//! Context configuration parameters.

use chunkspace_core::{ConfigError, MAX_CHUNK_WORD_SIZE, MIN_CHUNK_WORD_SIZE};

/// Tunables shared by every arena of a context.
///
/// Validated at context construction; immutable afterwards.
#[derive(Clone, Debug, PartialEq, Eq)]
pub struct Settings {
    /// Commit granularity in words.
    ///
    /// Default: 8192 (64 KiB). Must be a power of two between the smallest
    /// and the largest chunk size.
    pub commit_granule_words: usize,

    /// Size of each reservation appended by an expandable context, in words.
    ///
    /// Default: 8 root chunks (32 MiB). Must be a positive multiple of the
    /// root chunk size. Ignored by non-expandable contexts.
    pub node_words: usize,

    /// Let arenas grow their current chunk by absorbing its free buddy
    /// before asking for a new chunk. Default: `true`.
    pub enlarge_chunks_in_place: bool,

    /// Let `purge()` uncommit free chunks of at least one granule.
    /// Default: `true`. Node release in expandable mode happens either way.
    pub uncommit_free_chunks: bool,

    /// Run a deep `verify(true)` whenever the context lock is released.
    ///
    /// Expensive. Default: `false`; test suites turn it on.
    pub verify_after_ops: bool,
}

impl Settings {
    /// Default commit granule: 64 KiB.
    pub const DEFAULT_COMMIT_GRANULE_WORDS: usize = 8 * 1024;

    /// Default node size: eight root chunks.
    pub const DEFAULT_NODE_WORDS: usize = 8 * MAX_CHUNK_WORD_SIZE;

    /// Check the settings' structural invariants.
    pub fn validate(&self) -> Result<(), ConfigError> {
        let g = self.commit_granule_words;
        if !g.is_power_of_two() || !(MIN_CHUNK_WORD_SIZE..=MAX_CHUNK_WORD_SIZE).contains(&g) {
            return Err(ConfigError::InvalidCommitGranule { configured: g });
        }
        if self.node_words == 0 || self.node_words % MAX_CHUNK_WORD_SIZE != 0 {
            return Err(ConfigError::InvalidNodeSize {
                configured: self.node_words,
            });
        }
        Ok(())
    }
}

impl Default for Settings {
    fn default() -> Self {
        Self {
            commit_granule_words: Self::DEFAULT_COMMIT_GRANULE_WORDS,
            node_words: Self::DEFAULT_NODE_WORDS,
            enlarge_chunks_in_place: true,
            uncommit_free_chunks: true,
            verify_after_ops: false,
        }
    }
}

/// Construction parameters for a [`Context`](crate::Context).
#[derive(Clone, Debug, PartialEq, Eq)]
pub struct ContextConfig {
    /// Name used in diagnostics.
    pub name: String,

    /// Size of the single fixed reservation, in words.
    ///
    /// Zero selects an expandable context. Non-zero values are rounded down
    /// to a multiple of the smallest chunk size.
    pub reserve_limit_words: usize,

    /// Commit ceiling in words. Zero means unlimited.
    pub commit_limit_words: usize,

    /// Tunables.
    pub settings: Settings,
}

impl ContextConfig {
    /// An expandable, unlimited context with default settings.
    pub fn new(name: impl Into<String>) -> Self {
        Self {
            name: name.into(),
            reserve_limit_words: 0,
            commit_limit_words: 0,
            settings: Settings::default(),
        }
    }

    /// An expandable context with the given commit ceiling.
    pub fn expandable(name: impl Into<String>, commit_limit_words: usize) -> Self {
        Self {
            commit_limit_words,
            ..Self::new(name)
        }
    }

    /// A non-expandable context over one reservation of `reserve_limit_words`.
    pub fn non_expandable(
        name: impl Into<String>,
        reserve_limit_words: usize,
        commit_limit_words: usize,
    ) -> Self {
        Self {
            reserve_limit_words,
            commit_limit_words,
            ..Self::new(name)
        }
    }

    /// Replace the settings.
    pub fn with_settings(mut self, settings: Settings) -> Self {
        self.settings = settings;
        self
    }

    /// Whether this configuration describes an expandable context.
    pub fn is_expandable(&self) -> bool {
        self.reserve_limit_words == 0
    }

    /// The reservation actually made by a non-expandable context.
    pub fn effective_reserve_words(&self) -> usize {
        self.reserve_limit_words - self.reserve_limit_words % MIN_CHUNK_WORD_SIZE
    }

    /// Check the configuration.
    pub fn validate(&self) -> Result<(), ConfigError> {
        if self.name.is_empty() {
            return Err(ConfigError::EmptyName);
        }
        if !self.is_expandable() && self.effective_reserve_words() == 0 {
            return Err(ConfigError::ReserveLimitTooSmall {
                configured: self.reserve_limit_words,
                minimum: MIN_CHUNK_WORD_SIZE,
            });
        }
        self.settings.validate()
    }
}
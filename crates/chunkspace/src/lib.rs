//! Chunkspace: chunk-managed arena allocation for runtime metadata.
//!
//! This is the top-level facade crate that re-exports the public API from
//! the chunkspace sub-crates. Most users only need this one dependency.
//!
//! # Quick start
//!
//! ```rust
//! use chunkspace::prelude::*;
//!
//! // An expandable context capped at 4 Mi committed words.
//! let ctx = Context::create(ContextConfig::expandable("metadata", 4 * 1024 * 1024)).unwrap();
//!
//! // One arena per class-loading unit.
//! let arena = ctx.create_arena(ClientCategory::Standard, false);
//! let addr = arena.allocate(24).unwrap();
//! ctx.write_words(addr, &[7; 24]).unwrap();
//!
//! // Freed spans are reused by the same arena.
//! arena.deallocate(addr, 24).unwrap();
//! assert_eq!(arena.allocate(24).unwrap(), addr);
//!
//! // Dropping the arena hands its chunks back to the context.
//! drop(arena);
//! assert_eq!(ctx.counters().used_words, 0);
//! ctx.verify(true).unwrap();
//! ```
//!
//! # Modules
//!
//! | Module | Sub-crate | Contents |
//! |--------|-----------|----------|
//! | [`types`] | `chunkspace-core` | Word addresses, chunk levels, IDs, errors |
//! | [`stats`] | `chunkspace-stats` | Statistics snapshots and text reports |
//! | [`arena`] | `chunkspace-arena` | Contexts, chunk manager, arenas, loader spaces |

#![deny(missing_docs)]
#![deny(rustdoc::broken_intra_doc_links)]
#![forbid(unsafe_code)]

/// Core types (`chunkspace-core`).
///
/// Contains [`types::WordAddr`], [`types::ChunkLevel`], the client
/// categories and the error enums shared by all layers.
pub use chunkspace_core as types;

/// Statistics snapshots (`chunkspace-stats`).
///
/// [`stats::ChunkManagerStats`] for contexts, [`stats::ArenaStats`] and
/// [`stats::ClmsStats`] for arenas and loader spaces.
pub use chunkspace_stats as stats;

/// Contexts and arenas (`chunkspace-arena`).
///
/// [`arena::Context`] owns the address space and chunk manager;
/// [`arena::Arena`] allocates from chunks it obtains there.
pub use chunkspace_arena as arena;

/// Common imports for typical chunkspace usage.
///
/// ```rust
/// use chunkspace::prelude::*;
/// ```
pub mod prelude {
    // Core types
    pub use chunkspace_core::{ChunkLevel, ClientCategory, MetadataType, WordAddr};

    // Errors
    pub use chunkspace_core::{AccessError, AllocFailure, ArenaError, ConfigError, UsageError, VerifyError};

    // Statistics
    pub use chunkspace_stats::{ArenaStats, ChunkManagerStats, ClmsStats, Scale};

    // Contexts and arenas
    pub use chunkspace_arena::{
        Arena, CommitLimiter, Context, ContextConfig, LoaderSpace, Settings,
    };
}
//! Statistics snapshots for chunkspace.
//!
//! These are plain value types filled in by the allocator crates and
//! consumed by monitoring code:
//!
//! ```text
//! ClmsStats
//! ├── ArenaStats (non-class)
//! │   └── InUseChunkStats × NUM_CHUNK_LEVELS
//! └── ArenaStats (class)
//!
//! ChunkManagerStats (free chunks per level)
//! ```
//!
//! Every record can be summed with `add()`, checked with `verify()` and
//! rendered with `print_on()` at a chosen [`Scale`]. Rendering is for
//! humans and not meant to be parsed.

#![deny(missing_docs)]
#![deny(rustdoc::broken_intra_doc_links)]
#![forbid(unsafe_code)]

pub mod arena;
pub mod chunk;
pub mod manager;
pub mod scale;

pub use arena::{ArenaStats, ClmsStats};
pub use chunk::InUseChunkStats;
pub use manager::ChunkManagerStats;
pub use scale::Scale;
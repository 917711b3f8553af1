//! Fatal invariant checks.
//!
//! A violated invariant means the metadata store is corrupt. There is no
//! safe way to continue, so the check logs a diagnostic and panics. It is
//! never turned into an `Err`.

/// Panic with a logged diagnostic unless `$cond` holds.
macro_rules! invariant {
    ($cond:expr, $($arg:tt)+) => {
        if !$cond {
            let msg = format!($($arg)+);
            tracing::error!(target: "chunkspace::invariant", "{msg}");
            panic!("chunkspace invariant violated: {msg}");
        }
    };
}
//! Chunk levels and chunk geometry.
//!
//! Chunks come in [`NUM_CHUNK_LEVELS`] power-of-two sizes. Level 0 is the
//! root chunk ([`MAX_CHUNK_WORD_SIZE`] words); every finer level halves
//! the size, down to [`MIN_CHUNK_WORD_SIZE`] at [`ChunkLevel::HIGHEST`].
//!
//! ```text
//! level   0     1     2    ...   10    11    12
//! size    4M    2M    1M   ...   4K    2K    1K    (bytes)
//! ```

use std::fmt;

use crate::word::BYTES_PER_WORD;

/// Number of distinct chunk levels.
pub const NUM_CHUNK_LEVELS: usize = 13;

/// Size of a root (level 0) chunk in words: 4 MiB.
pub const MAX_CHUNK_WORD_SIZE: usize = 512 * 1024;

/// Size of the smallest (level 12) chunk in words: 1 KiB.
pub const MIN_CHUNK_WORD_SIZE: usize = MAX_CHUNK_WORD_SIZE >> (NUM_CHUNK_LEVELS - 1);

/// A chunk size class.
///
/// Lower numbers are coarser (larger) chunks. Ordering follows the level
/// number, so `ChunkLevel::ROOT < ChunkLevel::HIGHEST`.
#[derive(Clone, Copy, Debug, PartialEq, Eq, Hash, PartialOrd, Ord)]
pub struct ChunkLevel(u8);

impl ChunkLevel {
    /// The root level: the coarsest chunk.
    pub const ROOT: ChunkLevel = ChunkLevel(0);

    /// The finest level.
    pub const HIGHEST: ChunkLevel = ChunkLevel((NUM_CHUNK_LEVELS - 1) as u8);

    /// Construct a level, returning `None` if `level` is out of range.
    pub const fn new(level: u8) -> Option<Self> {
        if (level as usize) < NUM_CHUNK_LEVELS {
            Some(Self(level))
        } else {
            None
        }
    }

    /// The raw level number.
    pub const fn get(self) -> u8 {
        self.0
    }

    /// Index into per-level arrays.
    pub const fn index(self) -> usize {
        self.0 as usize
    }

    /// Size in words of a chunk at this level.
    pub const fn word_size(self) -> usize {
        MAX_CHUNK_WORD_SIZE >> self.0
    }

    /// The next finer level (half the size), or `None` at the finest level.
    pub const fn finer(self) -> Option<Self> {
        Self::new(self.0 + 1)
    }

    /// The next coarser level (twice the size), or `None` at the root.
    pub const fn coarser(self) -> Option<Self> {
        if self.0 == 0 {
            None
        } else {
            Some(Self(self.0 - 1))
        }
    }

    /// The finest level whose chunks can hold `words` words.
    ///
    /// Returns `None` if `words` exceeds a root chunk.
    pub fn fitting(words: usize) -> Option<Self> {
        if words > MAX_CHUNK_WORD_SIZE {
            return None;
        }
        let words = words.max(MIN_CHUNK_WORD_SIZE).next_power_of_two();
        let shift = MAX_CHUNK_WORD_SIZE.trailing_zeros() - words.trailing_zeros();
        Some(Self(shift as u8))
    }

    /// The level whose chunk size is exactly `words`, if any.
    pub fn for_exact_size(words: usize) -> Option<Self> {
        let level = Self::fitting(words)?;
        (level.word_size() == words).then_some(level)
    }

    /// Iterate all levels from root to finest.
    pub fn all() -> impl Iterator<Item = ChunkLevel> {
        (0..NUM_CHUNK_LEVELS as u8).map(ChunkLevel)
    }
}

impl fmt::Display for ChunkLevel {
    fn fmt(&self, f: &mut fmt::Formatter<'_>) -> fmt::Result {
        let bytes = self.word_size() * BYTES_PER_WORD;
        if bytes >= 1024 * 1024 {
            write!(f, "lv{:02} ({}M)", self.0, bytes / (1024 * 1024))
        } else {
            write!(f, "lv{:02} ({}K)", self.0, bytes / 1024)
        }
    }
}

#[cfg(test)]
mod tests {
    use super::*;

    #[test]
    fn geometry_constants() {
        assert_eq!(MAX_CHUNK_WORD_SIZE * BYTES_PER_WORD, 4 * 1024 * 1024);
        assert_eq!(MIN_CHUNK_WORD_SIZE * BYTES_PER_WORD, 1024);
        assert_eq!(ChunkLevel::HIGHEST.word_size(), MIN_CHUNK_WORD_SIZE);
    }

    #[test]
    fn fitting_rounds_up_to_next_level() {
        assert_eq!(ChunkLevel::fitting(1), Some(ChunkLevel::HIGHEST));
        assert_eq!(ChunkLevel::fitting(128), Some(ChunkLevel::HIGHEST));
        assert_eq!(ChunkLevel::fitting(129), ChunkLevel::new(11));
        assert_eq!(ChunkLevel::fitting(1000).map(|l| l.word_size()), Some(1024));
        assert_eq!(ChunkLevel::fitting(50_000).map(|l| l.word_size()), Some(65_536));
        assert_eq!(ChunkLevel::fitting(MAX_CHUNK_WORD_SIZE), Some(ChunkLevel::ROOT));
        assert_eq!(ChunkLevel::fitting(MAX_CHUNK_WORD_SIZE + 1), None);
    }

    #[test]
    fn exact_size_lookup() {
        assert_eq!(ChunkLevel::for_exact_size(4096), ChunkLevel::new(7));
        assert_eq!(ChunkLevel::for_exact_size(4095), None);
    }

    #[test]
    fn finer_and_coarser_are_inverse() {
        for level in ChunkLevel::all() {
            if let Some(f) = level.finer() {
                assert_eq!(f.coarser(), Some(level));
                assert_eq!(f.word_size() * 2, level.word_size());
            }
        }
        assert_eq!(ChunkLevel::ROOT.coarser(), None);
        assert_eq!(ChunkLevel::HIGHEST.finer(), None);
    }

    #[test]
    fn display_names_size() {
        assert_eq!(ChunkLevel::ROOT.to_string(), "lv00 (4M)");
        assert_eq!(ChunkLevel::HIGHEST.to_string(), "lv12 (1K)");
    }

    #[cfg(not(miri))]
    mod proptests {
        use super::*;
        use proptest::prelude::*;

        proptest! {
            #[test]
            fn fitting_level_holds_request(words in 1usize..=MAX_CHUNK_WORD_SIZE) {
                let level = ChunkLevel::fitting(words).unwrap();
                prop_assert!(level.word_size() >= words);
                if let Some(finer) = level.finer() {
                    prop_assert!(finer.word_size() < words);
                }
            }
        }
    }
}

**What is needed**: Write out the lines from the one containing "use proptest::prelude::*;" through the last line of the records above. Include both of those lines and nothing else.

**Finished exercise**:
        use proptest::prelude::*;

        proptest! {
            #[test]
            fn fitting_level_holds_request(words in 1usize..=MAX_CHUNK_WORD_SIZE) {
                let level = ChunkLevel::fitting(words).unwrap();
                prop_assert!(level.word_size() >= words);
                if let Some(finer) = level.finer() {
                    prop_assert!(finer.word_size() < words);
                }
            }
        }
    }
}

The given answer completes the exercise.